[What the task requires] Pull out every line below that holds the word "execute".

:: Study material

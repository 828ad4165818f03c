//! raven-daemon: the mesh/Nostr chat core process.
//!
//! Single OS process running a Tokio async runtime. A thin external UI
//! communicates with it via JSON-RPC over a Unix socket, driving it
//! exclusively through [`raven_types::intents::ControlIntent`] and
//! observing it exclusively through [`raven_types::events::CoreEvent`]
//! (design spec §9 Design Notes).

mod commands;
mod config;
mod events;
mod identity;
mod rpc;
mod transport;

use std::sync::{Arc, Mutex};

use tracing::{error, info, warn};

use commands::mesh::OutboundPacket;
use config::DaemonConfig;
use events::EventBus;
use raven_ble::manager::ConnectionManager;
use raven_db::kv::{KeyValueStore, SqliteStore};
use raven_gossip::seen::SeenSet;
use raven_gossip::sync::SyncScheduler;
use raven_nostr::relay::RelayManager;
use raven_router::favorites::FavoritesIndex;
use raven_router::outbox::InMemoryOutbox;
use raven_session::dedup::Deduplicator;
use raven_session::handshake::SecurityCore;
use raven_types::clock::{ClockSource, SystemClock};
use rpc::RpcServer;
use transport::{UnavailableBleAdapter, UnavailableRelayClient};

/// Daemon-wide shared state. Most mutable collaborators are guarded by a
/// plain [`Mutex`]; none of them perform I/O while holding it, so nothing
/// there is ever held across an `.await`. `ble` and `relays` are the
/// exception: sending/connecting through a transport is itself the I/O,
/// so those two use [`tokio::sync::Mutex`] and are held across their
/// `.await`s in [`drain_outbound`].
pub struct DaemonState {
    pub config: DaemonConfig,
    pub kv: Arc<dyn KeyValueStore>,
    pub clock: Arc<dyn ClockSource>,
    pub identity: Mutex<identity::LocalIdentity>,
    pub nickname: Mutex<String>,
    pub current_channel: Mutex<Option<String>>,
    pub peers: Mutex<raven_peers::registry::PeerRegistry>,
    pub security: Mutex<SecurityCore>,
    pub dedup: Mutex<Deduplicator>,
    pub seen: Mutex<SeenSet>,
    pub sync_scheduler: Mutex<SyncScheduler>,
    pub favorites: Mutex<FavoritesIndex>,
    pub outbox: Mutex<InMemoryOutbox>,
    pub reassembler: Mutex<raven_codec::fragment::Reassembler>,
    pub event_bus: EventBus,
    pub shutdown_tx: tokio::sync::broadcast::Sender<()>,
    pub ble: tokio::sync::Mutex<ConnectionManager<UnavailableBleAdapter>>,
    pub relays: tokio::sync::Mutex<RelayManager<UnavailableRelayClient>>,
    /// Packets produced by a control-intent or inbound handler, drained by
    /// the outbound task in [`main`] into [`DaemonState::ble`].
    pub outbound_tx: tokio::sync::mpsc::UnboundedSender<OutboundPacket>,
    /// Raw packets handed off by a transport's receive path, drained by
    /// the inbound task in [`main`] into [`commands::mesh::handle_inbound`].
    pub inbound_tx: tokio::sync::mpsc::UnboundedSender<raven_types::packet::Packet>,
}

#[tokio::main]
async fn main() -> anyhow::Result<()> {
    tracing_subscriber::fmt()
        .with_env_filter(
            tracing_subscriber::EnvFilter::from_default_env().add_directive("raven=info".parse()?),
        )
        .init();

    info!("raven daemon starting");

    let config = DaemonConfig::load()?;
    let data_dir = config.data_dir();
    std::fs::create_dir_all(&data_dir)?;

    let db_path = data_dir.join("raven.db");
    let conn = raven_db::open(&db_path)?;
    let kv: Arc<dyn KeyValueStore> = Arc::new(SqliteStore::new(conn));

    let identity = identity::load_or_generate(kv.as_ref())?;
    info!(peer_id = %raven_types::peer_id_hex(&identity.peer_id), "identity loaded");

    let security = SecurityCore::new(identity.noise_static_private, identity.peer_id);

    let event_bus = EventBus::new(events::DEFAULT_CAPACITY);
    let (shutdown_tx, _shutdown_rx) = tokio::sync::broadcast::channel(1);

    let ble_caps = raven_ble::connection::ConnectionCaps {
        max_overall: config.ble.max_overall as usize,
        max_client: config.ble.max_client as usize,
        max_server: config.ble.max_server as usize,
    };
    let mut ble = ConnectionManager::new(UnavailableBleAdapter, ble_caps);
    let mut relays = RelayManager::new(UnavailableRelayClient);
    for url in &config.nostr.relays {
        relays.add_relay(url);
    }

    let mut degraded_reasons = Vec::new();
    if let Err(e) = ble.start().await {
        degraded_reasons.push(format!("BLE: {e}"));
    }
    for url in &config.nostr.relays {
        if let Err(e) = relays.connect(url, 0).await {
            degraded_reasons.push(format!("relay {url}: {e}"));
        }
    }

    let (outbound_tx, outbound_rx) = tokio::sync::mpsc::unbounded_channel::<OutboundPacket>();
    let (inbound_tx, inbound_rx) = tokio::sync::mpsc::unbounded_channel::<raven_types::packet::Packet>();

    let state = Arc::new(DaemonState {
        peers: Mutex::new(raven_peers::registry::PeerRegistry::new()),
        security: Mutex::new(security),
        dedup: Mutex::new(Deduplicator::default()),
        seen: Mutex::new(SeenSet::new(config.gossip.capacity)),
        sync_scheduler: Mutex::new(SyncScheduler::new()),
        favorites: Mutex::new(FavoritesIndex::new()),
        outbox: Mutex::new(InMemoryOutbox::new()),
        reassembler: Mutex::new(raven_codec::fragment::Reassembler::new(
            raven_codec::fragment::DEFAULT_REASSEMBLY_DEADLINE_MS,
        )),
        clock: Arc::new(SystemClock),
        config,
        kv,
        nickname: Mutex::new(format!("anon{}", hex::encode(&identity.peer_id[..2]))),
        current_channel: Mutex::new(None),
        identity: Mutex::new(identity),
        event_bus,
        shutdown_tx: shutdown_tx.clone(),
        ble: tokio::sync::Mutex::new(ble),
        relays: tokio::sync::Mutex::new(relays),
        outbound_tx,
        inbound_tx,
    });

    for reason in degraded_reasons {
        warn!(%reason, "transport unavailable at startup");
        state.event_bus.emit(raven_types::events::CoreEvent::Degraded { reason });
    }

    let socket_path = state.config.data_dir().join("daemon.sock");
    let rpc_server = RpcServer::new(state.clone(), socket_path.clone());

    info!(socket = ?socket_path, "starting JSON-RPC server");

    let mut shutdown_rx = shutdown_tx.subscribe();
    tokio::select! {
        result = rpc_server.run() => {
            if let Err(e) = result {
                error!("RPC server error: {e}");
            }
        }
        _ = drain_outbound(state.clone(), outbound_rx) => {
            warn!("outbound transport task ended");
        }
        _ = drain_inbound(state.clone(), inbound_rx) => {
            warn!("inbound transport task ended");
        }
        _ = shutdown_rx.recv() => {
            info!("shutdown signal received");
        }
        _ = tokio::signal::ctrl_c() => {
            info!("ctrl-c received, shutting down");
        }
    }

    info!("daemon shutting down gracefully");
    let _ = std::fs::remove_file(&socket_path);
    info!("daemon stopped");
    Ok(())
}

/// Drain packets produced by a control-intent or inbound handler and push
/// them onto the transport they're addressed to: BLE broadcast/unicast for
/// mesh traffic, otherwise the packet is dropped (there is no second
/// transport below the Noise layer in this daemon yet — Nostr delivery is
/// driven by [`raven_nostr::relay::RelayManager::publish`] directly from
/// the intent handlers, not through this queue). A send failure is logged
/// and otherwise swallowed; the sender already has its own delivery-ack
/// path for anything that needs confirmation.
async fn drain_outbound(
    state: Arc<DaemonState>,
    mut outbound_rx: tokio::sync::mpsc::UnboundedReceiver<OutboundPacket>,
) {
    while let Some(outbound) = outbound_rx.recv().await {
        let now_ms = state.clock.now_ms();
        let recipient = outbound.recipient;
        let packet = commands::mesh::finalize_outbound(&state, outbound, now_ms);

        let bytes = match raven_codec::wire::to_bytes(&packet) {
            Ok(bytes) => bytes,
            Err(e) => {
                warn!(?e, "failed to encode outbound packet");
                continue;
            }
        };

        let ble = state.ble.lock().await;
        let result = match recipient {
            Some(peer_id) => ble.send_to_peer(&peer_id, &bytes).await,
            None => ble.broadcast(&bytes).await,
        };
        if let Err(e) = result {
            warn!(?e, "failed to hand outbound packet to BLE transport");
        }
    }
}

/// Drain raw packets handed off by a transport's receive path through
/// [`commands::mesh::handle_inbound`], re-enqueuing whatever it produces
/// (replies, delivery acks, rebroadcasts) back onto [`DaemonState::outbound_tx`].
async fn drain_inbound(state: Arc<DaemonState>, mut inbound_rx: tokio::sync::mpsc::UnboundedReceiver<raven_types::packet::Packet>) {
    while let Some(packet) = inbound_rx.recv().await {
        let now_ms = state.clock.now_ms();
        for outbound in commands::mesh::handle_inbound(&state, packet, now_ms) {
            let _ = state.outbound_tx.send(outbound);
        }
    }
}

::::
:: Study material

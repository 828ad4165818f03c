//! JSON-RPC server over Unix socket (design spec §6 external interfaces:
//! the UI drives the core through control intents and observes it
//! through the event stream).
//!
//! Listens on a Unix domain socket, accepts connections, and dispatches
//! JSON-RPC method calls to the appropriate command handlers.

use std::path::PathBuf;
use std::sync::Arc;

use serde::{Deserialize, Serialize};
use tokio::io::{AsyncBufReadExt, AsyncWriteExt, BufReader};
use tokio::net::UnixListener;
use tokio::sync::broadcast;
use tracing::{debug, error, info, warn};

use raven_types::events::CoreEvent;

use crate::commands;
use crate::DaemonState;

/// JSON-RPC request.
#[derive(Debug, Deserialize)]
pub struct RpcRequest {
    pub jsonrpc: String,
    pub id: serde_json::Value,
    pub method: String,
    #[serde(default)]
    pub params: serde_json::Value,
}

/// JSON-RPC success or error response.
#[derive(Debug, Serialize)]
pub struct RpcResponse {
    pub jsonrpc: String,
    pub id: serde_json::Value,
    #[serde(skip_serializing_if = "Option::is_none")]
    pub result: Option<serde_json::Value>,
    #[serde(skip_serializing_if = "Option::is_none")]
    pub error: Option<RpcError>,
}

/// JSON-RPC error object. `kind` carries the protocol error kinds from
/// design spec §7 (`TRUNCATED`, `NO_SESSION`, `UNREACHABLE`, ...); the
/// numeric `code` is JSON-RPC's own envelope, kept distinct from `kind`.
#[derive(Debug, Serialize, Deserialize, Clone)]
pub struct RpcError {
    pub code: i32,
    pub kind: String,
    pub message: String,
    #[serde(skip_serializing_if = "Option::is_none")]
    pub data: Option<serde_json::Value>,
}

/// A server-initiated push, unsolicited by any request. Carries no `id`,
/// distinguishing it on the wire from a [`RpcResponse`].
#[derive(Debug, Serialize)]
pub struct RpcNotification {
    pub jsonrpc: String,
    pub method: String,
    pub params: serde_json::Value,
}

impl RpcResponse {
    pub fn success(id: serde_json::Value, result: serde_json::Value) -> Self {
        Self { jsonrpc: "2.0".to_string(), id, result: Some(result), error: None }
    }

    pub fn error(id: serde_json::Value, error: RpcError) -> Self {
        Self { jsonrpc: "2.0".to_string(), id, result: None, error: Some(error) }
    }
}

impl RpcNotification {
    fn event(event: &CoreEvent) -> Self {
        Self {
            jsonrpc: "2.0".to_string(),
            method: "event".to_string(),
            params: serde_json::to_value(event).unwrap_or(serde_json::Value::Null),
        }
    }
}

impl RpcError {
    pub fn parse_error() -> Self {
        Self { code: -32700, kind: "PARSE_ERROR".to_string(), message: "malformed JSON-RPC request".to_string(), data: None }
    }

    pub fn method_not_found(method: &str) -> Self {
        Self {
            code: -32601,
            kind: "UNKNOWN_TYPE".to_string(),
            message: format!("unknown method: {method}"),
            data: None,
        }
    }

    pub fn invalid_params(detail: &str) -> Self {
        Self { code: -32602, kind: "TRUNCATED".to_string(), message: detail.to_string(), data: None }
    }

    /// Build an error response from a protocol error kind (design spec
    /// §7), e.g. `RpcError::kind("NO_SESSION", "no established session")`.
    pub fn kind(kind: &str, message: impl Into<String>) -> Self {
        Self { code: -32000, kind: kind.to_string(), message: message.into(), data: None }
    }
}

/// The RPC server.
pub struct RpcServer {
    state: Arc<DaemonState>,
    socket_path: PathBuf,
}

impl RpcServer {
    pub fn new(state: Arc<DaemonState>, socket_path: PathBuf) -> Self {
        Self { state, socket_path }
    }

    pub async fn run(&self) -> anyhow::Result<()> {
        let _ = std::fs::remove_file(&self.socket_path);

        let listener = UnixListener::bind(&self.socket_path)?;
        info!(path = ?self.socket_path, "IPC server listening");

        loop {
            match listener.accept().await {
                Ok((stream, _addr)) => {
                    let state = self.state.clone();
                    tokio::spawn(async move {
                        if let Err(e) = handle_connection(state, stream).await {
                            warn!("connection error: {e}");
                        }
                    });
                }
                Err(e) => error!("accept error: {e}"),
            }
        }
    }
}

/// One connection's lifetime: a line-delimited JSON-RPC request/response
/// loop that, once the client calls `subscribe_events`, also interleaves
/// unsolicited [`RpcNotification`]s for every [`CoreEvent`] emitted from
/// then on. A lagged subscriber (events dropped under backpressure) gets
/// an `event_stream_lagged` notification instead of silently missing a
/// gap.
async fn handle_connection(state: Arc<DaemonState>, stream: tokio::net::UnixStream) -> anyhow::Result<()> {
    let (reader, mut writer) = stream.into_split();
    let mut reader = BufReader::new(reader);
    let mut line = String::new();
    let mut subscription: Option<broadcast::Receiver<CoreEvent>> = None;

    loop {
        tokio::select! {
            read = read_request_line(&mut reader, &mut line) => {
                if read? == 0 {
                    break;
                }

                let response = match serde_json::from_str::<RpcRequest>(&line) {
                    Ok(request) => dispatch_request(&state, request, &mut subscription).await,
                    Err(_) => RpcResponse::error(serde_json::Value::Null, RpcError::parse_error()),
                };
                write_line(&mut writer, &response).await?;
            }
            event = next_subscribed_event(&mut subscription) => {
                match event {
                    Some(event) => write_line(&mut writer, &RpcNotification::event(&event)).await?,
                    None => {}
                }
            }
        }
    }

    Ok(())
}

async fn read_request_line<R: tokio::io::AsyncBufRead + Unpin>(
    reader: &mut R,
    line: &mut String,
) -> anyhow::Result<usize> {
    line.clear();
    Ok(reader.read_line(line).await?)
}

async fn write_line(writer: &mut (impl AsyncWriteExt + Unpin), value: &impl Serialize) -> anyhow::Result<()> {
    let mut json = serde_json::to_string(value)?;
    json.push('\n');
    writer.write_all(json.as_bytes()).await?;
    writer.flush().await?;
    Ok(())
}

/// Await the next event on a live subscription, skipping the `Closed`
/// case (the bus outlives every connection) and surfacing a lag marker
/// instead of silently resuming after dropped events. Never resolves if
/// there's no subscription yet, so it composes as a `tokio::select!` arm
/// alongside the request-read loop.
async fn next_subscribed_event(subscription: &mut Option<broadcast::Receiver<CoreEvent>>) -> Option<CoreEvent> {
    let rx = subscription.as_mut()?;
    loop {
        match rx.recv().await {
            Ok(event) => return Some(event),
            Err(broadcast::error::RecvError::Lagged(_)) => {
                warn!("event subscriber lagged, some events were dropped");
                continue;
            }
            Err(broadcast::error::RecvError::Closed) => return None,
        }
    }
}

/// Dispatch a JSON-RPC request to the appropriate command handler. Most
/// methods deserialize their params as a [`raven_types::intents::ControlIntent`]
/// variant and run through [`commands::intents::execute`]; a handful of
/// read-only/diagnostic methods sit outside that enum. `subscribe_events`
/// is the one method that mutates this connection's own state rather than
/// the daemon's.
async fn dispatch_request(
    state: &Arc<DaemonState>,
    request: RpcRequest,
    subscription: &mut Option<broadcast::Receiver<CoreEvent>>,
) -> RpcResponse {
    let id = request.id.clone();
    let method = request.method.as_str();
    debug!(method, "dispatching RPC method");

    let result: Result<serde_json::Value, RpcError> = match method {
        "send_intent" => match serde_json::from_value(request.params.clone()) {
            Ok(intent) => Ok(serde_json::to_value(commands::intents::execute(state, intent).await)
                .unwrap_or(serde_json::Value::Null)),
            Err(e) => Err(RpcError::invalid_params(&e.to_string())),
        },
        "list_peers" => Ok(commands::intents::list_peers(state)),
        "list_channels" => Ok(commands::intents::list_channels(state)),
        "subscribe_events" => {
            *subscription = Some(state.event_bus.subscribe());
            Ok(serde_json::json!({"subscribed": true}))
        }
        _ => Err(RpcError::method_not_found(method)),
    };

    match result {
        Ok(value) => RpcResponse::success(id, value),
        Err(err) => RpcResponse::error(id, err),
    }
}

::::
:: Study material

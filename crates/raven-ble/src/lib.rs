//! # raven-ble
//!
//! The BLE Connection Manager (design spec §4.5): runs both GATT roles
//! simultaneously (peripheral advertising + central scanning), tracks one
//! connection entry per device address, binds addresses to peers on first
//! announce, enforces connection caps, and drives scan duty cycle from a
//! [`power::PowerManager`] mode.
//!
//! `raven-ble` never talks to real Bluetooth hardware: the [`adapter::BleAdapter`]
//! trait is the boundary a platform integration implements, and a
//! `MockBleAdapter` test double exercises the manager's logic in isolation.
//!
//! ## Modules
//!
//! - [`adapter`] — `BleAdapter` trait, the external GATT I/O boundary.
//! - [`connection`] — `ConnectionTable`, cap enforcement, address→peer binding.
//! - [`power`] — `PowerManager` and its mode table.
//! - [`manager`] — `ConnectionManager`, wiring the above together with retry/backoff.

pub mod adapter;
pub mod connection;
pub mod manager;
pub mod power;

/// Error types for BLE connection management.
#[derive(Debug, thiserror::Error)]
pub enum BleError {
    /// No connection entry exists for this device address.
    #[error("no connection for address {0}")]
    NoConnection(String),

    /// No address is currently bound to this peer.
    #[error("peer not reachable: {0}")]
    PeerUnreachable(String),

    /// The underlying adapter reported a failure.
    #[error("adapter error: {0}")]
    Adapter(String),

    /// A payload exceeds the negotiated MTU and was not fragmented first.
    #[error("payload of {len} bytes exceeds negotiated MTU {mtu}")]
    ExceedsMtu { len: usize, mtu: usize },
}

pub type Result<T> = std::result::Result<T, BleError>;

::::

[Written solution]
/// variant and run through [`commands::intents::execute`]; a handful of
            Ok(intent) => Ok(serde_json::to_value(commands::intents::execute(state, intent).await)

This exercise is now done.